▸ EXERCISE MATERIAL:
::::
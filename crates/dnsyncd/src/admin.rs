//! Admin HTTP endpoint
//!
//! `GET /health` and `GET /` answer `200 OK` while the event source answers its
//! probe, `503` otherwise. Without an event source (interval-only mode) they
//! always answer `200 OK`.

use axum::{Router, extract::State, http::StatusCode, response::IntoResponse, routing::get};
use dnsync_core::traits::EventSource;
use std::sync::Arc;
use tokio::net::TcpListener;
use tokio_util::sync::CancellationToken;
use tracing::{info, warn};

/// Shared admin state
#[derive(Clone, Default)]
pub struct AdminState {
    /// Event source to probe; `None` in interval-only mode
    pub probe: Option<Arc<dyn EventSource>>,
}

/// Admin routes
pub fn router(state: AdminState) -> Router {
    Router::new()
        .route("/", get(health_check))
        .route("/health", get(health_check))
        .with_state(state)
}

/// Serve the admin endpoint until `cancel` fires
pub async fn serve(
    listener: TcpListener,
    state: AdminState,
    cancel: CancellationToken,
) -> anyhow::Result<()> {
    info!("Admin HTTP server listening on {}", listener.local_addr()?);

    axum::serve(listener, router(state))
        .with_graceful_shutdown(async move { cancel.cancelled().await })
        .await?;

    Ok(())
}

/// GET /health - event source liveness
async fn health_check(State(state): State<AdminState>) -> impl IntoResponse {
    let Some(probe) = state.probe else {
        return (StatusCode::OK, "OK");
    };

    match probe.probe().await {
        Ok(()) => (StatusCode::OK, "OK"),
        Err(e) => {
            warn!("Health probe failed: {}", e);
            (StatusCode::SERVICE_UNAVAILABLE, "Service Unavailable")
        }
    }
}
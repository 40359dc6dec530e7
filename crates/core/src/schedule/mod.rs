//! Task-to-calendar scheduling engine.
//!
//! Turns the flat task list served by the project API into the
//! `week → day → ordered-task` structure the calendar widget renders. Data
//! flows one way: raw tasks → date normalization → week bucketing →
//! per-day priority sort → density annotation → view structure. Each build
//! is a fresh snapshot; nothing is patched incrementally.

pub mod cache;
pub mod density;
pub mod normalize;
pub mod ports;
pub mod priority;
pub mod service;
pub mod view;
pub mod week;
//! Monday-anchored week bucketing.
//!
//! Week keys are the ISO-local date of the week's Monday; day indices use
//! the host widget's convention of 0 = Sunday … 6 = Saturday. Sunday
//! therefore belongs to the week that started six days earlier, not the one
//! beginning the next day.

use std::collections::BTreeMap;

use chrono::{Datelike, Days, NaiveDate};
use planboard_domain::Task;

use super::normalize::format_local;

/// Day-of-week index in the host widget's convention (0 = Sunday … 6 =
/// Saturday).
pub fn day_index(date: NaiveDate) -> u8 {
    date.weekday().num_days_from_sunday() as u8
}

/// The Monday starting the week containing `date`.
///
/// Idempotent, and the result's weekday is always Monday. Sunday maps
/// backward six days to the Monday of its own week.
pub fn monday_of(date: NaiveDate) -> NaiveDate {
    let dow = day_index(date);
    let back = if dow == 0 { 6 } else { u64::from(dow) - 1 };
    date - Days::new(back)
}

/// Week key for `date`: `format_local(monday_of(date))`.
pub fn week_key(date: NaiveDate) -> String {
    format_local(monday_of(date))
}

/// A task paired with its canonical calendar date.
///
/// Produced by the view adapter after normalization (including the
/// today-fallback for missing or unparsable dates), so grouping never has to
/// drop a task.
#[derive(Debug, Clone)]
pub struct PlacedTask {
    pub task: Task,
    pub date: NaiveDate,
}

/// Group placed tasks into `week key → day-of-week → tasks` buckets.
///
/// Every task lands in exactly one `(week, day)` slot; input order is
/// preserved within each slot.
pub fn group_by_week_and_day(placed: Vec<PlacedTask>) -> BTreeMap<String, BTreeMap<u8, Vec<Task>>> {
    let mut weeks: BTreeMap<String, BTreeMap<u8, Vec<Task>>> = BTreeMap::new();

    for item in placed {
        let key = week_key(item.date);
        let day = day_index(item.date);
        weeks.entry(key).or_default().entry(day).or_default().push(item.task);
    }

    weeks
}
::::
▸ EXERCISE DIRECTIONS: Tally the lines in the listing that hold "structure" and report the number alone.

▸ TASK OUTPUT: 2